Background: Technical factors can bias H&E digital slides potentially compromising computational histopathology studies. Here, we hypothesised that sample quality and sampling variation can introduce even greater and undocumented technical fallacy. Methods: Using The Cancer Genome Atlas (TCGA) clear-cell renal cell carcinoma (ccRCC) as a model disease, we annotated ~78,000 image tiles and trained deep learning models to detect histological textures and lymphocyte infiltration at the tumour core and its surrounding margin and correlated these with clinical, immunological, genomic, and transcriptomic profiles. Results: The models reached 95% validation accuracy for classifying textures and 95% for lymphocyte infiltration enabling reliable profiling of ccRCC samples. We validated the lymphocyte-per-texture distributions in the Helsinki dataset (n = 64). Texture analysis indicated constitutive sampling bias by TCGA clinical centres and technically suboptimal samples. We demonstrate how computational texture mapping (CTM) can abrogate these issues by normalising textural variance.
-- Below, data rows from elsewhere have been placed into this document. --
use serde::{Deserialize, Serialize};
use std::collections::BTreeMap;
use std::fmt;
use std::net::SocketAddr;

use crate::{hash_bytes, Hash, OutPoint, PublicKey};

/// Represents the unique identifier for a Masternode, derived from its collateral UTXO.
#[derive(Debug, Clone, PartialEq, Eq, PartialOrd, Ord, Hash, Serialize, Deserialize)]
pub struct MasternodeID(pub OutPoint);

impl MasternodeID {
    /// Get the bytes representation of the MasternodeID
    pub fn as_bytes(&self) -> [u8; 36] {
        self.0.to_bytes()
    }
}

impl From<OutPoint> for MasternodeID {
    fn from(outpoint: OutPoint) -> Self {
        MasternodeID(outpoint)
    }
}

impl fmt::Display for MasternodeID {
    fn fmt(&self, f: &mut fmt::Formatter<'_>) -> fmt::Result {
        write!(f, "{}", self.0)
    }
}

/// Builds the payout script for a collateral key: `OP_DUP OP_HASH <32> hash OP_EQUALVERIFY OP_CHECKSIG`.
pub fn payee_script(collateral_pubkey: &PublicKey) -> Vec<u8> {
    let mut script = Vec::with_capacity(37);
    script.extend_from_slice(&[0x76, 0xa9, 0x20]);
    script.extend_from_slice(&hash_bytes(collateral_pubkey));
    script.extend_from_slice(&[0x88, 0xac]);
    script
}

#[derive(Debug, Clone, Copy, PartialEq, Eq, Hash, Serialize, Deserialize)]
pub enum MasternodeStatus {
    /// Seen but not yet confirmed live.
    PreEnabled,
    Enabled,
    /// No recent ping.
    Expired,
    /// Collateral spent. Never leaves this state.
    OutpointSpent,
    /// Announced protocol is below the accepted minimum.
    UpdateRequired,
    /// Silent for too long; the operator must re-announce.
    NewStartRequired,
    /// Failed proof-of-service verification too often.
    PoseBanned,
    WatchdogExpired,
}

impl MasternodeStatus {
    /// Statuses after which the record is only kept around for the retention grace period.
    pub fn is_terminal(&self) -> bool {
        matches!(
            self,
            MasternodeStatus::OutpointSpent
                | MasternodeStatus::PoseBanned
                | MasternodeStatus::NewStartRequired
        )
    }

    pub fn as_str(&self) -> &'static str {
        match self {
            MasternodeStatus::PreEnabled => "PRE_ENABLED",
            MasternodeStatus::Enabled => "ENABLED",
            MasternodeStatus::Expired => "EXPIRED",
            MasternodeStatus::OutpointSpent => "OUTPOINT_SPENT",
            MasternodeStatus::UpdateRequired => "UPDATE_REQUIRED",
            MasternodeStatus::NewStartRequired => "NEW_START_REQUIRED",
            MasternodeStatus::PoseBanned => "POSE_BAN",
            MasternodeStatus::WatchdogExpired => "WATCHDOG_EXPIRED",
        }
    }
}

impl fmt::Display for MasternodeStatus {
    fn fmt(&self, f: &mut fmt::Formatter<'_>) -> fmt::Result {
        f.write_str(self.as_str())
    }
}

/// Signed liveness heartbeat, signed by the masternode's service key.
#[derive(Debug, Clone, PartialEq, Eq, Serialize, Deserialize)]
pub struct MasternodePing {
    pub collateral: MasternodeID,
    /// Recent chain tip as seen by the masternode when it pinged.
    pub block_hash: Hash,
    pub sig_time: u64,
    pub signature: Vec<u8>,
}

impl MasternodePing {
    pub fn signing_bytes(&self) -> Vec<u8> {
        let mut data = Vec::with_capacity(3 + 36 + 32 + 8);
        data.extend_from_slice(b"MNP");
        data.extend_from_slice(&self.collateral.as_bytes());
        data.extend_from_slice(&self.block_hash);
        data.extend_from_slice(&self.sig_time.to_le_bytes());
        data
    }

    /// Content hash used for deduplication.
    pub fn hash(&self) -> Hash {
        let mut data = self.signing_bytes();
        data.extend_from_slice(&self.signature);
        hash_bytes(&data)
    }
}

/// Signed announcement binding a collateral output to a service address and key.
#[derive(Debug, Clone, PartialEq, Eq, Serialize, Deserialize)]
pub struct MasternodeBroadcast {
    pub collateral: MasternodeID,
    pub service_addr: SocketAddr,
    pub collateral_pubkey: PublicKey,
    pub service_pubkey: PublicKey,
    pub protocol_version: u32,
    pub sig_time: u64,
    /// Signature by the collateral key over [`MasternodeBroadcast::signing_bytes`].
    pub signature: Vec<u8>,
    /// Most recent ping, carried along so a fresh announcement is immediately live.
    pub last_ping: Option<MasternodePing>,
}

impl MasternodeBroadcast {
    pub fn signing_bytes(&self) -> Vec<u8> {
        let addr = self.service_addr.to_string();
        let mut data = Vec::with_capacity(3 + 36 + addr.len() + 8 + 64 + 4);
        data.extend_from_slice(b"MNB");
        data.extend_from_slice(&self.collateral.as_bytes());
        data.extend_from_slice(addr.as_bytes());
        data.extend_from_slice(&self.sig_time.to_le_bytes());
        data.extend_from_slice(&self.collateral_pubkey);
        data.extend_from_slice(&self.service_pubkey);
        data.extend_from_slice(&self.protocol_version.to_le_bytes());
        data
    }

    /// Content hash used for deduplication. The embedded ping is not part of it.
    pub fn hash(&self) -> Hash {
        let mut data = self.signing_bytes();
        data.extend_from_slice(&self.signature);
        hash_bytes(&data)
    }
}

/// Challenge/response proof that a service address is controlled by a masternode's key.
#[derive(Debug, Clone, PartialEq, Eq, Serialize, Deserialize)]
pub struct MasternodeVerification {
    /// Address being verified.
    pub addr: SocketAddr,
    pub nonce: u64,
    /// Height whose block hash both signatures commit to.
    pub block_height: u64,
    /// Masternode that answered the challenge.
    pub responder: Option<MasternodeID>,
    /// Masternode that issued the challenge, if it was one.
    pub requester: Option<MasternodeID>,
    pub responder_sig: Vec<u8>,
    pub requester_sig: Vec<u8>,
}

impl MasternodeVerification {
    pub fn new_request(addr: SocketAddr, nonce: u64, block_height: u64) -> Self {
        MasternodeVerification {
            addr,
            nonce,
            block_height,
            responder: None,
            requester: None,
            responder_sig: Vec::new(),
            requester_sig: Vec::new(),
        }
    }

    /// Bytes the responder signs with its service key.
    pub fn reply_signing_bytes(&self, block_hash: &Hash) -> Vec<u8> {
        let addr = self.addr.to_string();
        let mut data = Vec::with_capacity(4 + addr.len() + 8 + 32);
        data.extend_from_slice(b"MNV1");
        data.extend_from_slice(addr.as_bytes());
        data.extend_from_slice(&self.nonce.to_le_bytes());
        data.extend_from_slice(block_hash);
        data
    }

    /// Bytes the requester co-signs before relaying a completed verification.
    pub fn broadcast_signing_bytes(&self, block_hash: &Hash) -> Vec<u8> {
        let mut data = self.reply_signing_bytes(block_hash);
        data[3] = b'2';
        if let Some(responder) = &self.responder {
            data.extend_from_slice(&responder.as_bytes());
        }
        if let Some(requester) = &self.requester {
            data.extend_from_slice(&requester.as_bytes());
        }
        data
    }

    pub fn hash(&self) -> Hash {
        let addr = self.addr.to_string();
        let mut data = Vec::new();
        data.extend_from_slice(b"MNV");
        data.extend_from_slice(addr.as_bytes());
        data.extend_from_slice(&self.nonce.to_le_bytes());
        data.extend_from_slice(&self.block_height.to_le_bytes());
        for id in [&self.responder, &self.requester] {
            match id {
                Some(id) => data.extend_from_slice(&id.as_bytes()),
                None => data.push(0),
            }
        }
        hash_bytes(&data)
    }
}

/// A masternode as tracked by the registry.
#[derive(Debug, Clone, PartialEq, Eq, Serialize, Deserialize)]
pub struct MasternodeRecord {
    pub collateral: MasternodeID,
    pub service_addr: SocketAddr,
    pub collateral_pubkey: PublicKey,
    pub service_pubkey: PublicKey,
    pub protocol_version: u32,
    pub sig_time: u64,
    pub signature: Vec<u8>,
    pub last_ping: Option<MasternodePing>,
    pub last_paid_height: u64,
    pub last_paid_time: u64,
    /// Proof-of-service penalty counter.
    pub pose_ban_score: u32,
    /// Height at which the current penalty window opened.
    pub pose_window_start: u64,
    /// Height of the last successful address verification, 0 if never verified.
    pub last_verified_height: u64,
    pub status: MasternodeStatus,
    /// Unix time of the last status change.
    pub status_since: u64,
    pub last_watchdog_vote: u64,
    /// Governance object hash -> number of votes this masternode cast on it.
    pub governance_votes: BTreeMap<Hash, u32>,
}

impl MasternodeRecord {
    pub fn from_broadcast(mnb: &MasternodeBroadcast, now: u64) -> Self {
        MasternodeRecord {
            collateral: mnb.collateral.clone(),
            service_addr: mnb.service_addr,
            collateral_pubkey: mnb.collateral_pubkey,
            service_pubkey: mnb.service_pubkey,
            protocol_version: mnb.protocol_version,
            sig_time: mnb.sig_time,
            signature: mnb.signature.clone(),
            last_ping: None,
            last_paid_height: 0,
            last_paid_time: 0,
            pose_ban_score: 0,
            pose_window_start: 0,
            last_verified_height: 0,
            status: MasternodeStatus::PreEnabled,
            status_since: now,
            last_watchdog_vote: mnb.sig_time,
            governance_votes: BTreeMap::new(),
        }
    }

    /// Applies a newer announcement, keeping payment and proof-of-service bookkeeping.
    pub fn apply_broadcast(&mut self, mnb: &MasternodeBroadcast) {
        self.service_addr = mnb.service_addr;
        self.collateral_pubkey = mnb.collateral_pubkey;
        self.service_pubkey = mnb.service_pubkey;
        self.protocol_version = mnb.protocol_version;
        self.sig_time = mnb.sig_time;
        self.signature = mnb.signature.clone();
        self.last_watchdog_vote = self.last_watchdog_vote.max(mnb.sig_time);
    }

    /// Rebuilds the announcement this record was created from.
    pub fn to_broadcast(&self) -> MasternodeBroadcast {
        MasternodeBroadcast {
            collateral: self.collateral.clone(),
            service_addr: self.service_addr,
            collateral_pubkey: self.collateral_pubkey,
            service_pubkey: self.service_pubkey,
            protocol_version: self.protocol_version,
            sig_time: self.sig_time,
            signature: self.signature.clone(),
            last_ping: self.last_ping.clone(),
        }
    }

    pub fn last_ping_time(&self) -> Option<u64> {
        self.last_ping.as_ref().map(|ping| ping.sig_time)
    }

    pub fn is_pinged_within(&self, seconds: u64, now: u64) -> bool {
        match self.last_ping_time() {
            Some(time) => now.saturating_sub(time) < seconds,
            None => false,
        }
    }

    pub fn is_enabled(&self) -> bool {
        self.status == MasternodeStatus::Enabled
    }

    pub fn payee_script(&self) -> Vec<u8> {
        payee_script(&self.collateral_pubkey)
    }

    pub fn set_status(&mut self, status: MasternodeStatus, now: u64) {
        if self.status != status {
            self.status = status;
            self.status_since = now;
        }
    }
}

/// Scope of a registry synchronization request.
#[derive(Debug, Clone, PartialEq, Eq, Hash, Serialize, Deserialize)]
pub enum SyncScope {
    FullList,
    Entry(MasternodeID),
}

/// Wire messages exchanged by the masternode layer.
#[derive(Debug, Clone, PartialEq, Eq, Serialize, Deserialize)]
pub enum MasternodeMessage {
    Broadcast(MasternodeBroadcast),
    Ping(MasternodePing),
    VerifyRequest(MasternodeVerification),
    VerifyReply(MasternodeVerification),
    VerifyBroadcast(MasternodeVerification),
    SyncRequest(SyncScope),
    /// Sent after a sync response: number of entries streamed.
    SyncStatusCount { count: u32 },
}

impl MasternodeMessage {
    pub fn command(&self) -> &'static str {
        match self {
            MasternodeMessage::Broadcast(_) => "mnb",
            MasternodeMessage::Ping(_) => "mnp",
            MasternodeMessage::VerifyRequest(_) => "mnv-req",
            MasternodeMessage::VerifyReply(_) => "mnv-rep",
            MasternodeMessage::VerifyBroadcast(_) => "mnv",
            MasternodeMessage::SyncRequest(_) => "dseg",
            MasternodeMessage::SyncStatusCount { .. } => "ssc",
        }
    }
}

#[cfg(test)]
mod tests {
    use super::*;

    fn sample_broadcast() -> MasternodeBroadcast {
        MasternodeBroadcast {
            collateral: MasternodeID(OutPoint::new([1; 32], 0)),
            service_addr: "10.0.0.1:16518".parse().unwrap(),
            collateral_pubkey: [2; 32],
            service_pubkey: [3; 32],
            protocol_version: 70206,
            sig_time: 1_000,
            signature: vec![4; 64],
            last_ping: None,
        }
    }

    #[test]
    fn test_broadcast_hash_ignores_embedded_ping() {
        let mnb = sample_broadcast();
        let mut with_ping = mnb.clone();
        with_ping.last_ping = Some(MasternodePing {
            collateral: mnb.collateral.clone(),
            block_hash: [9; 32],
            sig_time: 1_100,
            signature: vec![5; 64],
        });
        assert_eq!(mnb.hash(), with_ping.hash());

        let mut newer = mnb.clone();
        newer.sig_time += 1;
        assert_ne!(mnb.hash(), newer.hash());
    }

    #[test]
    fn test_record_keeps_bookkeeping_on_update() {
        let mnb = sample_broadcast();
        let mut record = MasternodeRecord::from_broadcast(&mnb, 1_000);
        record.last_paid_height = 42;
        record.pose_ban_score = 2;

        let mut newer = mnb.clone();
        newer.sig_time = 2_000;
        newer.service_pubkey = [7; 32];
        record.apply_broadcast(&newer);

        assert_eq!(record.sig_time, 2_000);
        assert_eq!(record.service_pubkey, [7; 32]);
        assert_eq!(record.last_paid_height, 42);
        assert_eq!(record.pose_ban_score, 2);
        assert_eq!(record.to_broadcast().hash(), newer.hash());
    }

    #[test]
    fn test_terminal_statuses() {
        assert!(MasternodeStatus::OutpointSpent.is_terminal());
        assert!(MasternodeStatus::PoseBanned.is_terminal());
        assert!(!MasternodeStatus::Expired.is_terminal());
        assert_eq!(MasternodeStatus::PoseBanned.to_string(), "POSE_BAN");
    }

    #[test]
    fn test_verification_signing_bytes_differ_by_role() {
        let mut mnv = MasternodeVerification::new_request("10.0.0.1:16518".parse().unwrap(), 7, 99);
        let reply = mnv.reply_signing_bytes(&[1; 32]);
        mnv.responder = Some(MasternodeID(OutPoint::new([1; 32], 0)));
        let broadcast = mnv.broadcast_signing_bytes(&[1; 32]);
        assert_ne!(reply, broadcast);
        assert!(broadcast.starts_with(b"MNV2"));
    }
}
CTM-harmonised histopathological architecture resonated with both expected associations and novel molecular fingerprints. For instance, tumour fibrosis associated with histological grade, epithelial-to-mesenchymal transition, low mutation burden and metastasis. Conclusions: This study highlights texture-based standardisation to resolve technical bias in computational histopathology and understand the molecular basis of tissue architecture. All code, data and models are released as a community resource.